> EXERCISE BRIEF: Tally up the lines below that carry the word "impl", answering with the figure alone.

> PROVIDED DATA:
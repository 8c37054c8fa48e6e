//! Folding the numeric factors of a product into one coefficient.

use crate::error::UndefinedArithmetic;
use crate::symbolic::node::number::Number;
use super::Factor;

/// Multiplies (or divides, for inverted factors) the numbers in `numbers` together, in order.
///
/// Factors whose value is not a number are skipped.
pub(crate) fn fold_coefficient(numbers: &[Factor]) -> Result<Number, UndefinedArithmetic> {
    let mut coefficient = Number::one();
    for factor in numbers {
        let Some(n) = factor.value.as_number() else {
            continue;
        };

        coefficient = if factor.inverted {
            coefficient.checked_div(n)?
        } else {
            coefficient.checked_mul(n)?
        };
    }

    Ok(coefficient)
}
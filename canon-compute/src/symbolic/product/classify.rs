//! Sorting the factors of a product into buckets by kind.

use crate::symbolic::node::{Node, Op};
use super::Factor;

/// The factors of a product, grouped by kind.
#[derive(Debug, Default)]
pub(crate) struct Buckets {
    /// Sums.
    pub add: Vec<Factor>,

    /// Powers, `base^exp`.
    pub power: Vec<Factor>,

    /// Calls to any other operator.
    pub function: Vec<Factor>,

    /// Numbers.
    pub number: Vec<Factor>,

    /// Variables and named constants.
    pub literal: Vec<Factor>,
}

impl Buckets {
    /// Sorts the given factors into buckets.
    pub fn classify(factors: impl IntoIterator<Item = Factor>) -> Self {
        let mut buckets = Self::default();
        for factor in factors {
            buckets.push(factor);
        }
        buckets
    }

    /// Adds a factor to the bucket for its kind. Products are spliced into their factors.
    pub fn push(&mut self, factor: Factor) {
        let bucket = match &factor.value {
            Node::Sum(_) => &mut self.add,
            Node::Call(call) if call.op == Op::Pow => &mut self.power,
            Node::Call(_) => &mut self.function,
            Node::Number(_) => &mut self.number,
            Node::Literal(_) | Node::Constant(_) => &mut self.literal,
            Node::Product(_) => return self.splice(factor),
        };
        bucket.push(factor);
    }

    fn splice(&mut self, factor: Factor) {
        if let Node::Product(product) = factor.value {
            for inner in product.into_factors() {
                self.push(Factor {
                    inverted: inner.inverted ^ factor.inverted,
                    ..inner
                });
            }
        }
    }
}

#[cfg(test)]
mod tests {
    use pretty_assertions::assert_eq;
    use super::*;

    #[test]
    fn buckets_by_kind() {
        let buckets = Buckets::classify([
            Factor::new(Node::sum([Node::literal("a"), Node::literal("b")])),
            Factor::new(Node::pow(Node::literal("x"), Node::int(2))),
            Factor::inverted(Node::call("sin", vec![Node::literal("x")])),
            Factor::new(Node::int(3)),
            Factor::new(Node::literal("y")),
            Factor::new(Node::Constant(crate::symbolic::node::Constant::Pi)),
        ]);

        assert_eq!(buckets.add.len(), 1);
        assert_eq!(buckets.power.len(), 1);
        assert_eq!(buckets.function, vec![Factor::inverted(Node::call("sin", vec![Node::literal("x")]))]);
        assert_eq!(buckets.number.len(), 1);
        assert_eq!(buckets.literal.len(), 2);
    }
}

> TASK ANSWER: 2